▶ [Problem description] Your answer is a copy of every line in the records where "LoadCommandStream" appears.

Stored items from a collection
==*==
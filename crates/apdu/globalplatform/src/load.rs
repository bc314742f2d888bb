//! CAP files and LOAD command streaming
//!
//! A CAP file is a ZIP archive of JCVM components. For loading, the
//! components are concatenated in installation order, wrapped as a C4
//! load-file-data block, and cut into LOAD-sized pieces.

use std::io::{Cursor, Read, Seek};
use std::path::Path;

use bytes::Bytes;
use sha1::{Digest, Sha1};
use tracing::debug;

use crate::aid::Aid;
use crate::{Error, Result};

/// Default LOAD block size; fits any secure channel level
pub const DEFAULT_BLOCK_SIZE: usize = 239;

/// JCVM component files in installation order. Descriptor is never part
/// of the load file; Debug only on request.
const COMPONENT_ORDER: &[&str] = &[
    "Header.cap",
    "Directory.cap",
    "Import.cap",
    "Applet.cap",
    "Class.cap",
    "Method.cap",
    "StaticField.cap",
    "Export.cap",
    "ConstantPool.cap",
    "RefLocation.cap",
];

const DEBUG_COMPONENT: &str = "Debug.cap";

/// An opaque source of load blocks
pub trait CapFile {
    /// The package AID from the Header component
    fn package_aid(&self) -> Option<&Aid>;

    /// Total size of the load file data in bytes
    fn code_length(&self, include_debug: bool) -> u32;

    /// The load file cut into LOAD-sized blocks
    fn load_blocks(
        &self,
        include_debug: bool,
        separate_components: bool,
        block_size: usize,
    ) -> Vec<Bytes>;

    /// SHA-1 load-file-data-block hash
    fn load_file_data_hash(&self, include_debug: bool) -> Bytes;
}

/// Summary of a parsed CAP file
#[derive(Debug, Clone)]
pub struct CapFileInfo {
    /// The package AID, when the Header component parses
    pub package_aid: Option<Aid>,
    /// Applet AIDs from the Applet component, in order
    pub applet_aids: Vec<Aid>,
    /// Load file data size without the Debug component
    pub code_length: u32,
}

/// A CAP file read from a ZIP archive
#[derive(Debug)]
pub struct ZipCapFile {
    /// (component file name, contents) in installation order
    components: Vec<(String, Vec<u8>)>,
    debug_component: Option<Vec<u8>>,
    package_aid: Option<Aid>,
    applet_aids: Vec<Aid>,
}

impl ZipCapFile {
    /// Read a CAP file from disk
    pub fn from_file<P: AsRef<Path>>(path: P) -> Result<Self> {
        let file = std::fs::File::open(path)?;
        Self::from_reader(file)
    }

    /// Read a CAP file from an in-memory image
    pub fn from_bytes(bytes: &[u8]) -> Result<Self> {
        Self::from_reader(Cursor::new(bytes.to_vec()))
    }

    /// Read a CAP file from any seekable reader
    pub fn from_reader<R: Read + Seek>(reader: R) -> Result<Self> {
        let mut archive = zip::ZipArchive::new(reader)?;

        let mut found: Vec<(String, Vec<u8>)> = Vec::new();
        let mut debug_component = None;
        for i in 0..archive.len() {
            let mut entry = archive.by_index(i)?;
            let name = entry.name().to_owned();
            // components may sit under <package>/javacard/
            let Some(file_name) = name.rsplit('/').next().map(str::to_owned) else {
                continue;
            };
            if COMPONENT_ORDER.contains(&file_name.as_str()) {
                let mut contents = Vec::with_capacity(entry.size() as usize);
                entry.read_to_end(&mut contents)?;
                found.push((file_name, contents));
            } else if file_name == DEBUG_COMPONENT {
                let mut contents = Vec::with_capacity(entry.size() as usize);
                entry.read_to_end(&mut contents)?;
                debug_component = Some(contents);
            }
        }

        // canonical installation order, not archive order
        let mut components = Vec::with_capacity(found.len());
        for name in COMPONENT_ORDER {
            if let Some(pos) = found.iter().position(|(n, _)| n == name) {
                components.push(found.swap_remove(pos));
            }
        }
        if components.is_empty() {
            return Err(Error::CapFile("no JCVM components in archive"));
        }

        let package_aid = components
            .iter()
            .find(|(n, _)| n == "Header.cap")
            .and_then(|(_, data)| parse_header_aid(data));
        let applet_aids = components
            .iter()
            .find(|(n, _)| n == "Applet.cap")
            .map(|(_, data)| parse_applet_aids(data))
            .transpose()?
            .unwrap_or_default();

        debug!(
            components = components.len(),
            package = package_aid.as_ref().map(ToString::to_string),
            "parsed CAP file"
        );

        Ok(Self {
            components,
            debug_component,
            package_aid,
            applet_aids,
        })
    }

    /// Applet AIDs declared by the Applet component
    pub fn applet_aids(&self) -> &[Aid] {
        &self.applet_aids
    }

    /// Summarize the CAP file
    pub fn info(&self) -> CapFileInfo {
        CapFileInfo {
            package_aid: self.package_aid.clone(),
            applet_aids: self.applet_aids.clone(),
            code_length: self.code_length(false),
        }
    }

    fn code<'a>(&'a self, include_debug: bool) -> Vec<&'a [u8]> {
        let mut segments: Vec<&[u8]> = self
            .components
            .iter()
            .map(|(_, data)| data.as_slice())
            .collect();
        if include_debug {
            if let Some(debug) = &self.debug_component {
                segments.push(debug.as_slice());
            }
        }
        segments
    }
}

impl CapFile for ZipCapFile {
    fn package_aid(&self) -> Option<&Aid> {
        self.package_aid.as_ref()
    }

    fn code_length(&self, include_debug: bool) -> u32 {
        self.code(include_debug).iter().map(|s| s.len() as u32).sum()
    }

    fn load_blocks(
        &self,
        include_debug: bool,
        separate_components: bool,
        block_size: usize,
    ) -> Vec<Bytes> {
        let segments = self.code(include_debug);
        let total: usize = segments.iter().map(|s| s.len()).sum();
        let header = load_file_header(total);

        if separate_components {
            // blocks never span two components; the C4 header travels
            // with the first one
            let mut blocks = Vec::new();
            for (i, segment) in segments.iter().enumerate() {
                let mut piece = if i == 0 { header.clone() } else { Vec::new() };
                piece.extend_from_slice(segment);
                for chunk in piece.chunks(block_size) {
                    blocks.push(Bytes::copy_from_slice(chunk));
                }
            }
            blocks
        } else {
            let mut image = header;
            for segment in segments {
                image.extend_from_slice(segment);
            }
            image
                .chunks(block_size)
                .map(Bytes::copy_from_slice)
                .collect()
        }
    }

    fn load_file_data_hash(&self, include_debug: bool) -> Bytes {
        let mut hasher = Sha1::new();
        for segment in self.code(include_debug) {
            hasher.update(segment);
        }
        Bytes::copy_from_slice(&hasher.finalize())
    }
}

/// The C4 load-file-data-block header with BER-encoded length
fn load_file_header(code_len: usize) -> Vec<u8> {
    let mut header = vec![0xC4];
    if code_len < 0x80 {
        header.push(code_len as u8);
    } else if code_len < 0x100 {
        header.push(0x81);
        header.push(code_len as u8);
    } else {
        header.push(0x82);
        header.extend_from_slice(&(code_len as u16).to_be_bytes());
    }
    header
}

/// The package AID inside the Header component
fn parse_header_aid(header: &[u8]) -> Option<Aid> {
    // tag(1) size(2) magic(4) cap version(2) flags(1) package version(2)
    // aid length(1) aid
    let aid_len = *header.get(13)? as usize;
    let aid = header.get(14..14 + aid_len)?;
    Aid::try_from(aid).ok()
}

/// The applet AIDs inside the Applet component
fn parse_applet_aids(applet: &[u8]) -> Result<Vec<Aid>> {
    // tag(1) size(2) count(1), then per applet: aid length(1), aid,
    // install method offset(2)
    let count = *applet
        .get(3)
        .ok_or(Error::CapFile("truncated Applet component"))? as usize;
    let mut aids = Vec::with_capacity(count);
    let mut offset = 4usize;
    for _ in 0..count {
        let len = *applet
            .get(offset)
            .ok_or(Error::CapFile("truncated applet entry"))? as usize;
        offset += 1;
        let aid = applet
            .get(offset..offset + len)
            .ok_or(Error::CapFile("truncated applet AID"))?;
        aids.push(Aid::try_from(aid)?);
        offset += len + 2;
    }
    Ok(aids)
}

/// Iterator over the LOAD commands of one load file
#[derive(Debug)]
pub struct LoadCommandStream {
    blocks: Vec<Bytes>,
    index: usize,
}

impl LoadCommandStream {
    /// Stream a CAP file with default options
    pub fn from_cap_file<C: CapFile>(cap: &C) -> Self {
        Self::from_blocks(cap.load_blocks(false, false, DEFAULT_BLOCK_SIZE))
    }

    /// Stream a raw load-file image (already concatenated components,
    /// without the C4 header)
    pub fn from_image(image: &[u8], block_size: usize) -> Self {
        let mut data = load_file_header(image.len());
        data.extend_from_slice(image);
        Self::from_blocks(data.chunks(block_size).map(Bytes::copy_from_slice).collect())
    }

    /// Stream pre-cut blocks
    pub const fn from_blocks(blocks: Vec<Bytes>) -> Self {
        Self { blocks, index: 0 }
    }

    /// Whether another block remains
    pub const fn has_next(&self) -> bool {
        self.index < self.blocks.len()
    }

    /// Total number of blocks
    pub const fn blocks_count(&self) -> usize {
        self.blocks.len()
    }

    /// Index of the next block to send
    pub const fn current_block(&self) -> usize {
        self.index
    }

    /// The next block as `(is_last, block_number, data)`
    pub fn next_block(&mut self) -> Option<(bool, u8, Bytes)> {
        if self.index >= self.blocks.len() {
            return None;
        }
        let block = self.blocks[self.index].clone();
        let number = self.index as u8;
        self.index += 1;
        Some((self.index == self.blocks.len(), number, block))
    }
}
==*==
▶ [Problem solution]
pub struct LoadCommandStream {
impl LoadCommandStream {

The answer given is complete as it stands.